MATERIAL TO PROCESS section start
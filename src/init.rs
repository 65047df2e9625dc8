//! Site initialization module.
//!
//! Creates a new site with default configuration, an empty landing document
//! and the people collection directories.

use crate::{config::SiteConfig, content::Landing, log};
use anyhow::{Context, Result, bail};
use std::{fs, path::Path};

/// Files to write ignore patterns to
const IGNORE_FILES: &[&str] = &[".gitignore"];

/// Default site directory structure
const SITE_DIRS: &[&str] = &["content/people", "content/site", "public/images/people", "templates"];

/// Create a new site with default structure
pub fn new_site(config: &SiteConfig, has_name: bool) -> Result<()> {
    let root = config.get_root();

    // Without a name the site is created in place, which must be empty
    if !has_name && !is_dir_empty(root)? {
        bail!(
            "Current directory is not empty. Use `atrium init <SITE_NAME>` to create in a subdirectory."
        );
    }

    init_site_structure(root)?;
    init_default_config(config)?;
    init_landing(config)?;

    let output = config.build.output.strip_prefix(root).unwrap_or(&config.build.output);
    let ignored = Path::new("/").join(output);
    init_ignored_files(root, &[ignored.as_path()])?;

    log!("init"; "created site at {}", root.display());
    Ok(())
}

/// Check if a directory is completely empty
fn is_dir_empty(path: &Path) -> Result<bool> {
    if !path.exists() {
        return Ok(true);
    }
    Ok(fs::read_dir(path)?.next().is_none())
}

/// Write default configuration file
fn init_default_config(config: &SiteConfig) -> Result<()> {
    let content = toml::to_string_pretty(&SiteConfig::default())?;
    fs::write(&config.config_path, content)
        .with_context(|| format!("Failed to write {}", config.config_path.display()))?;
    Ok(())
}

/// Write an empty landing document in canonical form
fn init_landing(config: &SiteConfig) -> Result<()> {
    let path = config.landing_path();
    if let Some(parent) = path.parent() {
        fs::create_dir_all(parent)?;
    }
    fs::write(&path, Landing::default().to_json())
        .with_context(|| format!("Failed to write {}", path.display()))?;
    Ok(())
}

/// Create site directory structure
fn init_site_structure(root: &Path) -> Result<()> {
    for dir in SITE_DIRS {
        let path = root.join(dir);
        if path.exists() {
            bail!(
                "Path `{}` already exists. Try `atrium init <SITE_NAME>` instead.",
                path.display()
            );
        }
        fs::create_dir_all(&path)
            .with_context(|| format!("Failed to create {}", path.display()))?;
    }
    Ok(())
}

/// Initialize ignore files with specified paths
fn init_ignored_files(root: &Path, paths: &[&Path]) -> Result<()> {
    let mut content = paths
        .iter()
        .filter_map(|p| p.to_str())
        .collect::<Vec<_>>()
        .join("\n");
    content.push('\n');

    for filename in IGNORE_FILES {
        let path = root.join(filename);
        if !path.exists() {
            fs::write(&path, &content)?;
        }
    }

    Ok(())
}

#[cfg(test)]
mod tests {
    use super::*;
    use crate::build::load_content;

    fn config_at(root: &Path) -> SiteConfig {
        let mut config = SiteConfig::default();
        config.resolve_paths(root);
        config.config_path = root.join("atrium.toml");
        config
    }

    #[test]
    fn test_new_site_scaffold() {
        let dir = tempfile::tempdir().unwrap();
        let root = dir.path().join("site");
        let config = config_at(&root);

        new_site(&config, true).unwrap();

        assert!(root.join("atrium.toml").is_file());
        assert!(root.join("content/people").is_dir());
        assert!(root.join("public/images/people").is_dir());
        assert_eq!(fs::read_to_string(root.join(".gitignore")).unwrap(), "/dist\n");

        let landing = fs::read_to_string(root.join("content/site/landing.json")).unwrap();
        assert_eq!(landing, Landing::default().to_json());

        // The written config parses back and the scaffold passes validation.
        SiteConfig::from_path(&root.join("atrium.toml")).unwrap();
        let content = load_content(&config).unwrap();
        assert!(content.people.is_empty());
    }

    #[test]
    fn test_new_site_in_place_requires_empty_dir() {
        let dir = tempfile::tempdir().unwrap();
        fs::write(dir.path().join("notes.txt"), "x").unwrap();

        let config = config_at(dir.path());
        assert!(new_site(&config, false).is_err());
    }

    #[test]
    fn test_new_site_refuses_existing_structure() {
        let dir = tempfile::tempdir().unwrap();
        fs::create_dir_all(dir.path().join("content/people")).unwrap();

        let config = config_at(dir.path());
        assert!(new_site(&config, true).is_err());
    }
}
MATERIAL TO PROCESS section end
MATERIAL TO PROCESS section start
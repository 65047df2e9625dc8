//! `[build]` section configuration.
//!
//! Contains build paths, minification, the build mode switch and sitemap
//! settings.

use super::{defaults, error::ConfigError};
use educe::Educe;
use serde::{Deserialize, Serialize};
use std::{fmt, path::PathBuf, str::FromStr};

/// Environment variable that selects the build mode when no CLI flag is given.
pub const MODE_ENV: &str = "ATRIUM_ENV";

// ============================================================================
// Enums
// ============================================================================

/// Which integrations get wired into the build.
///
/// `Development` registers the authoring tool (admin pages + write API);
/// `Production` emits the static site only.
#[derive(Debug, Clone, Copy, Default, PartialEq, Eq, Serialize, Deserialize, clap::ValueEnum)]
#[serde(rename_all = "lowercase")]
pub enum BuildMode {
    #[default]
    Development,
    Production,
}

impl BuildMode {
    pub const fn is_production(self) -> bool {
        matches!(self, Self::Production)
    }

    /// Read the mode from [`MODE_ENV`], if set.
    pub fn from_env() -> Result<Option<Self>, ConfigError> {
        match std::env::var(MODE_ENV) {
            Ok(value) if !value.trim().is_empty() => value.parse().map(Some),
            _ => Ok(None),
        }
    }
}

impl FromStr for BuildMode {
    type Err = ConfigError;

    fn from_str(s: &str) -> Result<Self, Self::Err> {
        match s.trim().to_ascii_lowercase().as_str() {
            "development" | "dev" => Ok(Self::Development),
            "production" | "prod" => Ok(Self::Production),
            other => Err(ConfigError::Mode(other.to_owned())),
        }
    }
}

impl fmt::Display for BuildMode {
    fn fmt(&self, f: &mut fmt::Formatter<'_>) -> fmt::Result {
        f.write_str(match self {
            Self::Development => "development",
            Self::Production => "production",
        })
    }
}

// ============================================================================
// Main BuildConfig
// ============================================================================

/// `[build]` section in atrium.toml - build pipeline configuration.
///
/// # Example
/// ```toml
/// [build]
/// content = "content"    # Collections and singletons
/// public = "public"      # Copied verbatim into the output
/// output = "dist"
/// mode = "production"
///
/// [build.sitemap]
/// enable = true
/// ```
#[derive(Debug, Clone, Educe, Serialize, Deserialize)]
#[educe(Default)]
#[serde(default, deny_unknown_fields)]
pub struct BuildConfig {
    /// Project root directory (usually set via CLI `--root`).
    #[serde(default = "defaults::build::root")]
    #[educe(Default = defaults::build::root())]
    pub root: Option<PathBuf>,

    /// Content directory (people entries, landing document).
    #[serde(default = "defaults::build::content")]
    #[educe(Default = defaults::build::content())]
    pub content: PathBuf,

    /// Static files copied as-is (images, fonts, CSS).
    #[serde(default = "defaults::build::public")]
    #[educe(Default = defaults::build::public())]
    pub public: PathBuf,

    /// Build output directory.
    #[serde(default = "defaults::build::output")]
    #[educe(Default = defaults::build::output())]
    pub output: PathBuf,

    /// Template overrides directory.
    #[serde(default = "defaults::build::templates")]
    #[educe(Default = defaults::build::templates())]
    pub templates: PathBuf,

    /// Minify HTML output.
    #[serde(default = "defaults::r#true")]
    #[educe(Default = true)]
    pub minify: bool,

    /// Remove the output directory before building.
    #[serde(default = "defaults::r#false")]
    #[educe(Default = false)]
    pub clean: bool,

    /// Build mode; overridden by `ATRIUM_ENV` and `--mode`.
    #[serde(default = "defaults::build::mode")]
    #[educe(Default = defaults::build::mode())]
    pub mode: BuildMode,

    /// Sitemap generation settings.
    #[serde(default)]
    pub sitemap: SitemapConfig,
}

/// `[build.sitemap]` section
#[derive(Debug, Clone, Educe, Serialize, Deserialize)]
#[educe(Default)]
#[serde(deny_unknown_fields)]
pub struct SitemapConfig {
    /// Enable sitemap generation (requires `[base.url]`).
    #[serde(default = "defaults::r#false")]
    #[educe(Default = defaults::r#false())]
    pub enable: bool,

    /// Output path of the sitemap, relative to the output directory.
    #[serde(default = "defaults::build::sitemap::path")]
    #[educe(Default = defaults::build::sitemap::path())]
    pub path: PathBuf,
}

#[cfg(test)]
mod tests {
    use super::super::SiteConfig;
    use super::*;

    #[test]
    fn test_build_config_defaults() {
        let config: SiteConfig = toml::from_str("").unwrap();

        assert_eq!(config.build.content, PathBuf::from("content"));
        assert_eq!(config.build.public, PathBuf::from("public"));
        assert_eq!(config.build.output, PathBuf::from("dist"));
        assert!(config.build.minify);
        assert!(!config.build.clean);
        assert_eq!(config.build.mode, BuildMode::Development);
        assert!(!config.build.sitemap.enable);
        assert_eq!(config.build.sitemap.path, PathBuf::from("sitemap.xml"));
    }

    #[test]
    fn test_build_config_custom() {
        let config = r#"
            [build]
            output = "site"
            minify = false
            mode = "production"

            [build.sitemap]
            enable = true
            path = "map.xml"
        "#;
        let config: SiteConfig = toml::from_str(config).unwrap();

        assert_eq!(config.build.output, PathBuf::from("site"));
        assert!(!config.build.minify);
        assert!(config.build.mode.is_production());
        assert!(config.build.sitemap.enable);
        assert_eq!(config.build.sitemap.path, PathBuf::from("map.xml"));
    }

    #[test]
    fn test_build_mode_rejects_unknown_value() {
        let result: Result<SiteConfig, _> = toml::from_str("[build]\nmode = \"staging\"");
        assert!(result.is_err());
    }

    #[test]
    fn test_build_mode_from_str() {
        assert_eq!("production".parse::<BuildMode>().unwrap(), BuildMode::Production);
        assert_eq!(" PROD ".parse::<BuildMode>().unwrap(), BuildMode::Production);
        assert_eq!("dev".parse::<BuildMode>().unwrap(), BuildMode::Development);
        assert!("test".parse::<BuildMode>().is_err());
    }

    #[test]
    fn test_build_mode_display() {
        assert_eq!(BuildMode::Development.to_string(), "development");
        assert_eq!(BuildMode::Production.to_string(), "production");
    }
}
MATERIAL TO PROCESS section end
◆ DESCRIPTION OF THE TASK
All lines with the word "bool" are needed; pull them from the entries and copy each.

◆ TASK OUTPUT
pub fn new_site(config: &SiteConfig, has_name: bool) -> Result<()> {
fn is_dir_empty(path: &Path) -> Result<bool> {
    pub const fn is_production(self) -> bool {
    pub minify: bool,
    pub clean: bool,
    pub enable: bool,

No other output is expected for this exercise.